C’était une femme, et elle n’avait pas le droit de toucher à une arme, pensait le vieux chasseur, mais, à en juger par le tir qu’il venait de voir, elle excellait. Et qu’elle eût appris à son insu confirmait en quelque sorte la valeur de son enseignement. Cette technique à deux pierres, se dit-il, voilà une chose que j’aimerais bien essayer. La fierté de Zoug était celle d’un maître envers un élève dont l’excellence rejaillit sur le maître lui-même. Par ailleurs, elle avait prouvé qu’il avait toujours dit vrai en ce qui concernait les possibilités de la fronde.
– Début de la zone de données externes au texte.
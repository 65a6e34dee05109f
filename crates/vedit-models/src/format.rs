//! Output container formats.

use std::fmt;

use schemars::JsonSchema;
use serde::{Deserialize, Serialize};
use thiserror::Error;

/// Format used when a request does not name one.
pub const DEFAULT_OUTPUT_FORMAT: &str = "mp4";

/// Formats accepted by the convert operation.
pub const CONVERTIBLE_FORMATS: [&str; 4] = ["mp4", "avi", "mov", "mkv"];

/// Longest accepted format token.
const MAX_FORMAT_LEN: usize = 8;

/// Format parsing error.
#[derive(Debug, Clone, PartialEq, Eq, Error)]
pub enum FormatError {
    #[error("Invalid output format '{0}': use 1-8 letters or digits")]
    Malformed(String),

    #[error("Unsupported format '{0}'. Supported: mp4, avi, mov, mkv")]
    NotConvertible(String),
}

/// A lower-cased output container extension (e.g. `mp4`).
///
/// The token doubles as the file extension of scratch files and output keys,
/// so it is restricted to ASCII letters and digits.
#[derive(Debug, Clone, PartialEq, Eq, Hash, Serialize, Deserialize, JsonSchema)]
#[serde(try_from = "String", into = "String")]
pub struct OutputFormat(String);

impl OutputFormat {
    /// Parse any well-formed extension token.
    pub fn parse(s: &str) -> Result<Self, FormatError> {
        let token = s.trim().trim_start_matches('.').to_ascii_lowercase();
        if token.is_empty()
            || token.len() > MAX_FORMAT_LEN
            || !token.chars().all(|c| c.is_ascii_alphanumeric())
        {
            return Err(FormatError::Malformed(s.to_string()));
        }
        Ok(Self(token))
    }

    /// Parse a format restricted to [`CONVERTIBLE_FORMATS`] (case-insensitive).
    pub fn parse_convertible(s: &str) -> Result<Self, FormatError> {
        let format = Self::parse(s).map_err(|_| FormatError::NotConvertible(s.to_string()))?;
        if CONVERTIBLE_FORMATS.contains(&format.as_str()) {
            Ok(format)
        } else {
            Err(FormatError::NotConvertible(s.to_string()))
        }
    }

    /// Parse an optional format, falling back to `mp4`.
    pub fn parse_or_default(s: Option<&str>) -> Result<Self, FormatError> {
        match s {
            Some(s) => Self::parse(s),
            None => Ok(Self::default()),
        }
    }

    /// Extract the format from the extension of an object key, if it has a usable one.
    pub fn from_key(key: &str) -> Option<Self> {
        let name = key.rsplit('/').next().unwrap_or(key);
        let (stem, ext) = name.rsplit_once('.')?;
        if stem.is_empty() {
            return None;
        }
        Self::parse(ext).ok()
    }

    /// The extension token.
    pub fn as_str(&self) -> &str {
        &self.0
    }

    /// MIME type for uploads of this container.
    pub fn content_type(&self) -> &'static str {
        match self.0.as_str() {
            "mp4" | "m4v" => "video/mp4",
            "mov" => "video/quicktime",
            "avi" => "video/x-msvideo",
            "mkv" => "video/x-matroska",
            "webm" => "video/webm",
            "ts" => "video/mp2t",
            "gif" => "image/gif",
            _ => "application/octet-stream",
        }
    }
}

impl Default for OutputFormat {
    fn default() -> Self {
        Self(DEFAULT_OUTPUT_FORMAT.to_string())
    }
}

impl fmt::Display for OutputFormat {
    fn fmt(&self, f: &mut fmt::Formatter<'_>) -> fmt::Result {
        f.write_str(&self.0)
    }
}

impl TryFrom<String> for OutputFormat {
    type Error = FormatError;

    fn try_from(value: String) -> Result<Self, Self::Error> {
        Self::parse(&value)
    }
}

impl From<OutputFormat> for String {
    fn from(value: OutputFormat) -> Self {
        value.0
    }
}
//! Editor metrics.
//!
//! Recorded through the `metrics` facade; the binary decides which
//! recorder (if any) is installed.

use metrics::{counter, gauge, histogram};

/// Metric names as constants for consistency.
pub mod names {
    pub const OPERATIONS_TOTAL: &str = "vedit_operations_total";
    pub const OPERATION_DURATION_SECONDS: &str = "vedit_operation_duration_seconds";
    pub const OPERATIONS_IN_PROGRESS: &str = "vedit_operations_in_progress";
    pub const FFMPEG_DURATION_SECONDS: &str = "vedit_ffmpeg_duration_seconds";
    pub const DOWNLOAD_DURATION_SECONDS: &str = "vedit_download_duration_seconds";
    pub const UPLOAD_DURATION_SECONDS: &str = "vedit_upload_duration_seconds";
}

/// Record a finished operation. `outcome` is `success` or an error kind.
pub fn record_operation(operation: &str, outcome: &str, duration_secs: f64) {
    let labels = [
        ("operation", operation.to_string()),
        ("outcome", outcome.to_string()),
    ];
    counter!(names::OPERATIONS_TOTAL, &labels).increment(1);
    histogram!(names::OPERATION_DURATION_SECONDS, &labels).record(duration_secs);
}

/// Adjust the in-progress gauge by `delta`.
pub fn track_in_progress(delta: f64) {
    gauge!(names::OPERATIONS_IN_PROGRESS).increment(delta);
}

/// Record FFmpeg processing duration.
pub fn record_ffmpeg_duration(operation: &str, duration_secs: f64) {
    let labels = [("operation", operation.to_string())];
    histogram!(names::FFMPEG_DURATION_SECONDS, &labels).record(duration_secs);
}

/// Record download duration.
pub fn record_download_duration(duration_secs: f64) {
    histogram!(names::DOWNLOAD_DURATION_SECONDS).record(duration_secs);
}

/// Record upload duration.
pub fn record_upload_duration(duration_secs: f64) {
    histogram!(names::UPLOAD_DURATION_SECONDS).record(duration_secs);
}
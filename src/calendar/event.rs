use chrono::{DateTime, NaiveDate, Utc};
use serde::{Deserialize, Serialize};
use thiserror::Error;

#[derive(Debug, Error, PartialEq)]
pub enum EventTimeError {
    #[error("Invalid date-time '{0}': expected RFC3339 (e.g. 2023-12-31T10:00:00.000Z)")]
    Unparseable(String),
}

/// Event fields as accepted by the actions and as read back from the calendar.
#[derive(Debug, Clone, PartialEq, Default, Serialize, Deserialize)]
#[serde(rename_all = "camelCase")]
pub struct EventDescriptor {
    #[serde(default)]
    pub summary: String,
    #[serde(default, skip_serializing_if = "Option::is_none")]
    pub description: Option<String>,
    #[serde(default, skip_serializing_if = "Option::is_none")]
    pub location: Option<String>,
    pub start_date_time: String,
    pub end_date_time: String,
    #[serde(default, skip_serializing_if = "Vec::is_empty")]
    pub attendees: Vec<Attendee>,
    #[serde(default, skip_serializing_if = "Option::is_none")]
    pub conference_data: Option<ConferenceData>,
}

#[derive(Debug, Clone, PartialEq, Serialize, Deserialize)]
#[serde(rename_all = "camelCase")]
pub struct Attendee {
    pub email: String,
    #[serde(default = "default_response_status")]
    pub response_status: String,
}

#[derive(Debug, Clone, PartialEq, Serialize, Deserialize)]
#[serde(rename_all = "camelCase")]
pub struct ConferenceData {
    pub create_request: CreateConferenceRequest,
}

#[derive(Debug, Clone, PartialEq, Serialize, Deserialize)]
#[serde(rename_all = "camelCase")]
pub struct CreateConferenceRequest {
    pub request_id: String,
}

/// An event as held by the remote calendar, keyed by its provider-assigned id.
#[derive(Debug, Clone, PartialEq, Serialize, Deserialize)]
#[serde(rename_all = "camelCase")]
pub struct StoredEvent {
    pub event_id: Option<String>,
    pub event: EventDescriptor,
}

fn default_response_status() -> String {
    "accepted".to_string()
}

impl Attendee {
    pub fn new(email: impl Into<String>) -> Self {
        Self {
            email: email.into(),
            response_status: default_response_status(),
        }
    }
}

impl EventDescriptor {
    pub fn start(&self) -> Result<DateTime<Utc>, EventTimeError> {
        parse_event_time(&self.start_date_time)
    }

    pub fn end(&self) -> Result<DateTime<Utc>, EventTimeError> {
        parse_event_time(&self.end_date_time)
    }

    pub fn duration_minutes(&self) -> Result<i64, EventTimeError> {
        Ok((self.end()? - self.start()?).num_minutes())
    }
}

/// Parses an RFC3339 timestamp, or a bare `YYYY-MM-DD` date taken as UTC midnight.
pub fn parse_event_time(value: &str) -> Result<DateTime<Utc>, EventTimeError> {
    let trimmed = value.trim();

    if let Ok(dt) = DateTime::parse_from_rfc3339(trimmed) {
        return Ok(dt.with_timezone(&Utc));
    }

    NaiveDate::parse_from_str(trimmed, "%Y-%m-%d")
        .ok()
        .and_then(|date| date.and_hms_opt(0, 0, 0))
        .map(|naive| naive.and_utc())
        .ok_or_else(|| EventTimeError::Unparseable(value.to_string()))
}
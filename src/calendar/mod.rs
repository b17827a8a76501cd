pub mod event;
pub mod ics;

pub use event::{Attendee, ConferenceData, CreateConferenceRequest, EventDescriptor, EventTimeError, StoredEvent};
pub use ics::{format_to_ical_date, render_invitation_calendar_body};
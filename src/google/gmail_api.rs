use crate::mail::ComposedMessage;
use async_trait::async_trait;
use serde::{Deserialize, Serialize};

use super::{ApiError, ensure_success};

pub const DEFAULT_GMAIL_BASE_URL: &str = "https://gmail.googleapis.com/gmail/v1";

/// The id the mail provider assigned to an accepted message.
#[derive(Debug, Clone, PartialEq, Deserialize)]
pub struct DeliveryResult {
    pub id: String,
}

#[derive(Debug, Serialize)]
struct RawMessageRequest<'a> {
    raw: &'a str,
}

#[cfg_attr(test, mockall::automock)]
#[async_trait]
pub trait MailTransport: Send + Sync {
    /// Submits a base64url-encoded RFC2822 message as the authenticated user.
    async fn send_raw(&self, sender: &str, message: &ComposedMessage) -> Result<DeliveryResult, ApiError>;
}

pub struct GmailClient {
    base_url: String,
    access_token: String,
    client: reqwest::Client,
}

impl GmailClient {
    pub fn new(access_token: String) -> Self {
        Self {
            base_url: DEFAULT_GMAIL_BASE_URL.to_string(),
            access_token,
            client: reqwest::Client::new(),
        }
    }

    pub fn with_base_url(mut self, base_url: String) -> Self {
        self.base_url = base_url.trim_end_matches('/').to_string();
        self
    }
}

#[async_trait]
impl MailTransport for GmailClient {
    async fn send_raw(&self, sender: &str, message: &ComposedMessage) -> Result<DeliveryResult, ApiError> {
        // The token is minted for the delegated user, so "me" is the sender.
        let url = format!("{}/users/me/messages/send", self.base_url);

        tracing::info!("Sending message {} as {}", message.message_id, sender);

        let response = self
            .client
            .post(&url)
            .bearer_auth(&self.access_token)
            .json(&RawMessageRequest { raw: &message.raw })
            .send()
            .await?;

        let response = ensure_success(response, "Send message", sender).await?;
        let delivered: DeliveryResult = response.json().await?;

        tracing::info!("Message accepted by provider with ID: {}", delivered.id);
        Ok(delivered)
    }
}
use crate::mail::{self, InvitationOutcome, InvitationRequest};
use crate::validation::is_email;

use super::{ActionContext, ActionError, events::validate_event};

pub async fn send_invitation(
    ctx: &ActionContext<'_>,
    request: InvitationRequest,
) -> Result<InvitationOutcome, ActionError> {
    if let Some(bad) = request.to.iter().find(|address| !is_email(address)) {
        return Err(ActionError::InvalidInput(format!(
            "recipient is not a valid email address: '{}'",
            bad
        )));
    }

    if let Some(event) = &request.event {
        validate_event(event)?;
    }

    Ok(mail::send_invitation(ctx.clients, &ctx.config.subject, &request).await?)
}
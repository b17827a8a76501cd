use crate::config::ApiConfig;
use async_trait::async_trait;

use super::auth::{AuthError, CALENDAR_SCOPES, MAIL_SCOPES, TokenSource};
use super::calendar_api::{CalendarApi, GoogleCalendarClient};
use super::gmail_api::{GmailClient, MailTransport};

/// Produces authorized API handles; one handle per action invocation.
#[cfg_attr(test, mockall::automock)]
#[async_trait]
pub trait ClientFactory: Send + Sync {
    async fn calendar_client(&self) -> Result<Box<dyn CalendarApi>, AuthError>;

    async fn mail_transport(&self) -> Result<Box<dyn MailTransport>, AuthError>;
}

pub struct GoogleClientFactory<T> {
    tokens: T,
    api: ApiConfig,
}

impl<T: TokenSource> GoogleClientFactory<T> {
    pub fn new(tokens: T, api: ApiConfig) -> Self {
        Self { tokens, api }
    }
}

#[async_trait]
impl<T: TokenSource> ClientFactory for GoogleClientFactory<T> {
    async fn calendar_client(&self) -> Result<Box<dyn CalendarApi>, AuthError> {
        let token = self.tokens.access_token(CALENDAR_SCOPES).await?;
        let client = GoogleCalendarClient::new(token).with_base_url(self.api.calendar_base_url.clone());
        Ok(Box::new(client))
    }

    async fn mail_transport(&self) -> Result<Box<dyn MailTransport>, AuthError> {
        let token = self.tokens.access_token(MAIL_SCOPES).await?;
        let client = GmailClient::new(token).with_base_url(self.api.gmail_base_url.clone());
        Ok(Box::new(client))
    }
}

#[cfg(test)]
mod tests {
    use super::*;
    use crate::google::auth::MockTokenSource;
    use crate::google::calendar_api::ListQuery;
    use serde_json::json;
    use wiremock::matchers::{header, method, path};
    use wiremock::{Mock, MockServer, ResponseTemplate};

    #[tokio::test]
    async fn calendar_client_uses_calendar_scope_token() {
        let server = MockServer::start().await;
        Mock::given(method("GET"))
            .and(path("/calendars/primary/events"))
            .and(header("authorization", "Bearer cal-token"))
            .respond_with(ResponseTemplate::new(200).set_body_json(json!({"items": []})))
            .expect(1)
            .mount(&server)
            .await;

        let mut tokens = MockTokenSource::new();
        tokens
            .expect_access_token()
            .withf(|scopes| scopes == CALENDAR_SCOPES)
            .times(1)
            .returning(|_| Ok("cal-token".to_string()));

        let api = ApiConfig {
            calendar_base_url: server.uri(),
            ..ApiConfig::default()
        };
        let factory = GoogleClientFactory::new(tokens, api);
        let client = factory.calendar_client().await.unwrap();

        let query = ListQuery {
            max_results: 10,
            page_token: None,
            time_min: None,
        };
        let page = client.list_events("primary", &query).await.unwrap();

        assert!(page.events.is_empty());
    }

    #[test]
    fn mail_transport_requests_mail_scopes() {
        let mut tokens = MockTokenSource::new();
        tokens
            .expect_access_token()
            .withf(|scopes| scopes == MAIL_SCOPES)
            .times(1)
            .returning(|_| Ok("mail-token".to_string()));

        let factory = GoogleClientFactory::new(tokens, ApiConfig::default());

        assert!(tokio_test::block_on(factory.mail_transport()).is_ok());
    }

    #[tokio::test]
    async fn token_failure_is_propagated() {
        let mut tokens = MockTokenSource::new();
        tokens
            .expect_access_token()
            .returning(|_| Err(AuthError::MissingAccessToken));

        let factory = GoogleClientFactory::new(tokens, ApiConfig::default());
        let result = factory.calendar_client().await;

        assert!(matches!(result, Err(AuthError::MissingAccessToken)));
    }
}
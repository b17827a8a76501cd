use crate::config::{ApiConfig, GoogleConfig};
use async_trait::async_trait;
use thiserror::Error;
use yup_oauth2::{ServiceAccountAuthenticator, ServiceAccountKey};

pub const CALENDAR_SCOPES: &[&str] = &["https://www.googleapis.com/auth/calendar"];

pub const MAIL_SCOPES: &[&str] = &[
    "https://www.googleapis.com/auth/gmail.send",
    "https://www.googleapis.com/auth/gmail.modify",
    "https://www.googleapis.com/auth/gmail.compose",
];

#[derive(Debug, Error)]
pub enum AuthError {
    #[error("Invalid service account key: {0}")]
    InvalidKey(#[from] serde_json::Error),
    #[error("Failed to build authenticator: {0}")]
    AuthenticatorError(#[from] std::io::Error),
    #[error("OAuth error: {0}")]
    OAuthError(#[from] yup_oauth2::Error),
    #[error("Token response did not contain an access token")]
    MissingAccessToken,
}

/// Source of bearer tokens for the Google REST clients.
#[cfg_attr(test, mockall::automock)]
#[async_trait]
pub trait TokenSource: Send + Sync {
    async fn access_token(&self, scopes: &[&'static str]) -> Result<String, AuthError>;
}

/// Service-account JWT flow impersonating the delegated sender.
pub struct ServiceAccountTokenSource {
    key: ServiceAccountKey,
    subject: String,
}

impl ServiceAccountTokenSource {
    pub fn from_config(google: &GoogleConfig, api: &ApiConfig) -> Result<Self, AuthError> {
        let key: ServiceAccountKey = serde_json::from_value(serde_json::json!({
            "type": "service_account",
            "client_email": google.client_email,
            "private_key": normalize_private_key(&google.private_key),
            "token_uri": api.token_uri,
        }))?;

        Ok(Self {
            key,
            subject: google.subject.clone(),
        })
    }

    pub fn subject(&self) -> &str {
        &self.subject
    }
}

#[async_trait]
impl TokenSource for ServiceAccountTokenSource {
    async fn access_token(&self, scopes: &[&'static str]) -> Result<String, AuthError> {
        tracing::debug!("Requesting token for {} with scopes {:?}", self.subject, scopes);

        let auth = ServiceAccountAuthenticator::builder(self.key.clone())
            .subject(self.subject.clone())
            .build()
            .await?;

        let token = auth.token(scopes).await.map_err(|e| {
            tracing::error!("Token exchange failed for {}: {}", self.subject, e);
            e
        })?;

        token
            .token()
            .map(str::to_string)
            .ok_or(AuthError::MissingAccessToken)
    }
}

/// Keys pasted from the downloaded JSON often carry literal `\n` sequences.
pub fn normalize_private_key(key: &str) -> String {
    key.replace("\\n", "\n")
}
Ayla redonnait à cette arme toute la noblesse qu’elle méritait.
Brun surprit du coin de l’œil un mouvement dans l’herbe au bout de la clairière.
— Ayla ! Le lapin, là-bas ! s’écria-t-il en désignant le petit animal qui fuyait.
Avec une rapidité déconcertante, Ayla repéra le lapin, ajusta son tir, et abattit l’animal. Point n’était besoin d’aller vérifier. Elle est vive, pensa-t-il en regardant la fillette avec admiration. Tout en sachant les convenances bafouées, le chef ne pouvait s’empêcher de songer à la prospérité de son clan et aux multiples bienfaits que lui apporterait la présence d’un chasseur supplémentaire. Non, c’est impensable, conclut-il après réflexion, c’est aller à l’encontre des traditions.
Creb ne voyait pas la démonstration avec les yeux d’un chasseur. Il n’était désormais convaincu que d’une seule chose : Ayla avait chassé.
— Pourquoi as-tu ramassé cette fronde la première fois ? demanda-t-il en la foudroyant du regard.
— Je n’en sais rien, répondit-elle en baissant les yeux, désespérée par la colère sourde du sorcier.
— Non contente de la toucher, tu as chassé avec, tu as tué des animaux avec, tout en sachant que tu n’en avais pas le droit.
— Mon totem m’a envoyé un signe, Creb, ou du moins j’ai cru que c’en était un, répondit Ayla en dénouant son amulette. Voilà ce que j’ai trouvé après avoir décidé de chasser, ajouta-t-elle en tendant le fossile à Mog-ur.
Un signe ? Son totem lui aurait envoyé un signe ? Les hommes tressaillirent. La révélation d’Ayla donnait à la situation une nouvelle dimension. Mais la question demeurait : pourquoi avait-elle décidé de chasser ?
Le sorcier examina la pierre avec intérêt. En effet, il s’agissait d’un caillou très étrange, évoquant par sa forme un coquillage marin, mais de toute évidence il s’agissait bien d’une pierre. Y avait-elle vu un encouragement à utiliser une fronde, l’arme qui lançait des pierres ? Mog-ur ne pouvait répondre à cette question. L’interprétation des signes envoyés par un totem à celui ou celle qu’il protégeait concernait exclusivement la personne et son totem. Mog-ur rendit le fossile à la fillette.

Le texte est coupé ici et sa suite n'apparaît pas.